Alessandro Camilli

Attacco Usa a bombe Corea Nord, 20 missili Pyongyang per second strike nucleare

Attacco Usa a bombe Corea Nord, 20 missili Pyongyang per second strike nucleare
Attacco Usa a bombe Corea Nord, 20 missili Pyongyang per second strike nucleare

Attacco Usa a bombe Corea Nord, 20 missili Pyongyang per second strike nucleare

ROMA – Attacco militare da parte degli Usa contro la Corea del Nord, attacco preventivo se Pyongyang continua ad armarsi e a minacciare i vicini: Corea del Sud, Giappone e in prospettiva perfino gli Stati Uniti. Per la prima volta da decenni l’Amministrazione americana, insomma il neo insediato governo Trump, ha comunicato al mondo e al regime dei Kim che “l’opzione militare è sul tavolo”. E’ una minaccia che gli Stati non si scambiano mai a caso. E’ un  avvertimento che uno Stato può lanciare ad un altro solo se non solo esistono i piani concreti di attacco ma esiste anche la volontà di usarli quei piani. Quindi non è detto che succeda, ma può succedere. Può succedere davvero che gli Usa lancino un attacco preventivo contro le installazioni militari nord coreane.

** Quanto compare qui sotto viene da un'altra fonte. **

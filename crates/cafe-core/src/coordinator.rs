//! # Transaction Coordinator
//!
//! Runs checkout → receipt history → inventory ledger → cart reset as one
//! logical unit over an explicitly owned [`TransactionState`].
//!
//! ## Sequence
//! ```text
//! ┌─────────────────────────────────────────────────────────────────────────┐
//! │  complete_order(&mut state)                                             │
//! │                                                                         │
//! │  1. order.can_checkout()? ── no ──► Err(EmptyCart), state untouched     │
//! │          │ yes                                                          │
//! │          ▼                                                              │
//! │  2. receipt = checkout(order)                                           │
//! │          │                                                              │
//! │          ▼                                                              │
//! │  3. receipts.prepend(receipt)               (most recent first)         │
//! │          │                                                              │
//! │          ▼                                                              │
//! │  4. ledger::apply(receipt, stock)                                       │
//! │     stock = updated_stock                                               │
//! │     movements.prepend(new_movements)        (most recent first)         │
//! │          │                                                              │
//! │          ▼                                                              │
//! │  5. order.clear()                                                       │
//! └─────────────────────────────────────────────────────────────────────────┘
//! ```
//!
//! Nothing after step 2 can fail, so there is no rollback path.

use chrono::{DateTime, Utc};
use serde::{Deserialize, Serialize};

use crate::checkout::{CheckoutProcessor, ReceiptIdGenerator};
use crate::error::{CoreError, CoreResult};
use crate::ledger::{self, MovementLog};
use crate::order::OrderBuilder;
use crate::stock::StockBook;
use crate::types::{Movement, Receipt, TaxRate};

// =============================================================================
// Receipt History
// =============================================================================

/// Completed receipts, most recent first. Append-only.
#[derive(Debug, Clone, Default, PartialEq, Eq, Serialize, Deserialize)]
#[serde(transparent)]
pub struct ReceiptHistory {
    receipts: Vec<Receipt>,
}

impl ReceiptHistory {
    pub fn new() -> Self {
        ReceiptHistory::default()
    }

    #[inline]
    pub fn receipts(&self) -> &[Receipt] {
        &self.receipts
    }

    #[inline]
    pub fn len(&self) -> usize {
        self.receipts.len()
    }

    #[inline]
    pub fn is_empty(&self) -> bool {
        self.receipts.is_empty()
    }

    pub fn get(&self, id: &str) -> Option<&Receipt> {
        self.receipts.iter().find(|r| r.id == id)
    }

    pub fn prepend(&mut self, receipt: Receipt) {
        self.receipts.insert(0, receipt);
    }
}

// =============================================================================
// Transaction State
// =============================================================================

/// Everything the pipeline mutates, owned in one place.
#[derive(Debug, Clone, Default)]
pub struct TransactionState {
    pub order: OrderBuilder,
    pub stock: StockBook,
    pub movements: MovementLog,
    pub receipts: ReceiptHistory,
}

impl TransactionState {
    /// Empty cart at `default_tax_rate`, seeded stock, empty histories.
    pub fn new(default_tax_rate: TaxRate, stock: StockBook) -> Self {
        TransactionState {
            order: OrderBuilder::new(default_tax_rate),
            stock,
            movements: MovementLog::new(),
            receipts: ReceiptHistory::new(),
        }
    }
}

// =============================================================================
// Coordinator
// =============================================================================

/// Combined outcome of one completed order.
#[derive(Debug, Clone, PartialEq, Eq)]
pub struct CompletedTransaction {
    pub receipt: Receipt,
    pub updated_stock: StockBook,
    pub new_movements: Vec<Movement>,
    /// Receipt SKUs with no stock record.
    pub unmatched_skus: Vec<String>,
}

/// Owns the checkout processor and sequences a completed order.
#[derive(Debug, Default)]
pub struct TransactionCoordinator {
    checkout: CheckoutProcessor,
}

impl TransactionCoordinator {
    pub fn new(checkout: CheckoutProcessor) -> Self {
        TransactionCoordinator { checkout }
    }

    /// Coordinator whose receipts take ids from `ids`.
    pub fn with_ids(ids: Box<dyn ReceiptIdGenerator>) -> Self {
        TransactionCoordinator::new(CheckoutProcessor::new(ids))
    }

    /// Completes the current order in `state`.
    ///
    /// ## Errors
    /// [`CoreError::EmptyCart`] when the cart has no lines; `state` is left
    /// exactly as it was.
    pub fn complete_order(
        &mut self,
        state: &mut TransactionState,
    ) -> CoreResult<CompletedTransaction> {
        self.complete_order_at(state, Utc::now())
    }

    /// [`complete_order`](Self::complete_order) with an explicit timestamp
    /// for the receipt and its movements.
    pub fn complete_order_at(
        &mut self,
        state: &mut TransactionState,
        now: DateTime<Utc>,
    ) -> CoreResult<CompletedTransaction> {
        if !state.order.can_checkout() {
            return Err(CoreError::EmptyCart);
        }

        let receipt = self.checkout.checkout_at(state.order.order(), now)?;
        state.receipts.prepend(receipt.clone());

        let application = ledger::apply_at(&receipt, &state.stock, now);
        state.stock = application.updated_stock.clone();
        state.movements.prepend(&application.new_movements);

        state.order.clear();

        Ok(CompletedTransaction {
            receipt,
            updated_stock: application.updated_stock,
            new_movements: application.new_movements,
            unmatched_skus: application.unmatched_skus,
        })
    }
}

// =============================================================================
// Unit Tests
// =============================================================================

#[cfg(test)]
mod tests {
    use super::*;
    use crate::checkout::SequentialReceiptIds;
    use crate::money::Money;
    use crate::types::{CatalogItem, Discount, MovementReason, PaymentMethod, StockItem};
    use rust_decimal_macros::dec;

    fn espresso() -> CatalogItem {
        CatalogItem {
            id: "m1".to_string(),
            sku: "CF-ESP".to_string(),
            name: "Espresso".to_string(),
            category: "Coffee".to_string(),
            price: Money::new(dec!(3.50)),
        }
    }

    fn state_with_stock(on_hand: i64) -> TransactionState {
        TransactionState::new(
            TaxRate::from_fraction(dec!(0.13)),
            StockBook::new([StockItem {
                sku: "CF-ESP".to_string(),
                item: "Espresso Beans 1kg".to_string(),
                on_hand,
                uom: "bag".to_string(),
                reorder: 5,
                cost: Money::new(dec!(12.0)),
                supplier: "Bean Bros".to_string(),
            }]),
        )
    }

    fn coordinator() -> TransactionCoordinator {
        TransactionCoordinator::with_ids(Box::new(SequentialReceiptIds::default()))
    }

    #[test]
    fn test_espresso_end_to_end() {
        let mut state = state_with_stock(20);
        let mut coordinator = coordinator();

        state.order.add_item(&espresso());
        state.order.add_item(&espresso());
        state.order.set_discount(Discount::from_percent(dec!(10)));

        let done = coordinator.complete_order(&mut state).unwrap();

        let totals = done.receipt.totals;
        assert_eq!(totals.subtotal.amount(), dec!(7.00));
        assert_eq!(totals.discount_amount.amount(), dec!(0.70));
        assert_eq!(totals.tax_amount.amount(), dec!(0.819));
        assert_eq!(totals.total.amount(), dec!(7.119));

        assert_eq!(state.stock.on_hand("CF-ESP"), Some(18));
        assert_eq!(done.updated_stock, state.stock);

        assert_eq!(done.new_movements.len(), 1);
        let movement = &state.movements.entries()[0];
        assert_eq!(movement.sku, "CF-ESP");
        assert_eq!(movement.qty, -2);
        assert_eq!(movement.reason, MovementReason::Sale);

        assert_eq!(state.receipts.len(), 1);
        assert_eq!(state.receipts.receipts()[0], done.receipt);
        assert!(!state.order.can_checkout());
    }

    #[test]
    fn test_empty_cart_changes_nothing() {
        let mut state = state_with_stock(20);
        let before_stock = state.stock.clone();
        let mut coordinator = coordinator();

        let result = coordinator.complete_order(&mut state);

        assert_eq!(result, Err(CoreError::EmptyCart));
        assert!(state.receipts.is_empty());
        assert!(state.movements.is_empty());
        assert_eq!(state.stock, before_stock);
    }

    #[test]
    fn test_oversell_scenario() {
        let mut state = state_with_stock(1);
        let mut coordinator = coordinator();
        state.order.add_item(&espresso());
        state.order.change_quantity("m1", 4);

        let done = coordinator.complete_order(&mut state).unwrap();

        assert_eq!(state.stock.on_hand("CF-ESP"), Some(0));
        assert_eq!(done.new_movements[0].qty, -5);
    }

    #[test]
    fn test_clear_after_checkout_resets_form_fields() {
        let mut state = state_with_stock(20);
        let mut coordinator = coordinator();
        state.order.add_item(&espresso());
        state.order.set_customer("Asha");
        state.order.set_payment_method(PaymentMethod::QrWallet);

        coordinator.complete_order(&mut state).unwrap();

        let order = state.order.order();
        assert_eq!(order.customer, "");
        assert_eq!(order.payment_method, PaymentMethod::Cash);
        assert_eq!(order.discount, Discount::none());
    }

    #[test]
    fn test_histories_are_most_recent_first() {
        let mut state = state_with_stock(20);
        let mut coordinator = coordinator();

        for _ in 0..3 {
            state.order.add_item(&espresso());
            coordinator.complete_order(&mut state).unwrap();
        }

        let ids: Vec<&str> = state.receipts.receipts().iter().map(|r| r.id.as_str()).collect();
        assert_eq!(ids, vec!["R000003", "R000002", "R000001"]);
        assert_eq!(state.movements.len(), 3);
        assert_eq!(state.stock.on_hand("CF-ESP"), Some(17));
        assert!(state.receipts.get("R000002").is_some());
    }

    #[test]
    fn test_unmatched_sku_is_reported() {
        let mut state = TransactionState::default();
        let mut coordinator = coordinator();
        state.order.add_item(&espresso());

        let done = coordinator.complete_order(&mut state).unwrap();

        assert_eq!(done.unmatched_skus, vec!["CF-ESP".to_string()]);
        assert_eq!(state.movements.len(), 1);
    }
}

Può succedere e già questa è una notizia che muta il panorama mondiale (fono a ieri era eventualità quella dell’attacco preventivo esclusa da Washington). Può succedere e ce ne sono concrete ragioni militari. La Corea del Nord sta mettendo in linea vettori con sempre maggiore gittata, ora è vicinissima a disporre di missili che possono portare testata nucleare in un raggio di settemila chilometri (fino da noi per capirci) e fino alle coste occidentali americane. Vicinissima, forse già arrivata la Corea del Nord a questo traguardo.

Si può convivere con questa minaccia, può essere contenuta solo con isolamento, embargo commerciale e politico, cintura di difesa data da sistemi d’arma anti missile? Negli Usa cominciano a dubitarne. Certo, se la Corea lanciasse i suoi pochi vettori a lungo raggio tutti o quasi (leviamo anche il quasi) verrebbero abbattuti prima di raggiungere il bersaglio. Questo dicono i sistemi d’arma. Ma se vi fosse una piccola falla? E se la Corea del Nord perfeziona ancora i suoi di sistemi d’arma?

Per questo gli Usa parlano di possibile “primo colpo” da sferrare. Ci sarebbe però in questo caso un altro, enorme, problema strategico per il quale al momento non c’è soluzione. Il “primo colpo” americano farebbe macerie di impianti nucleari e installazioni militari coreane. Ma nessun primo colpo offre la garanzia che nulla possa sfuggirgli. Ci sono in Corea del Nord almeno 20 missili armati di carica nucleare disposti e nascosti in maniera tale che qualcuno potrebbe sfuggire al primo colpo e costituire invece il “second strike” nucleare della Corea del Nord.

Ne basta uno, uno che raggiunga Seul o il Giappone. O anche, come mostra un video di propaganda nord coreana una portaerei americana nel Mar della Cina. Ne basta uno dei missili coreani che si salva e parte come secondo colpo nucleare e raggiunge una città o affonda una portaerei per costituire un prezzo insostenibile per gli attaccanti. E anche questo potrebbe succedere in caso di attacco preventivo americano, il come impedire il second strike nucleare coreano non è una certezza e il Pentagono lo sa. Sarà bene che tra Pentagono e Casa Bianca si spieghino a fondo e con chiarezza.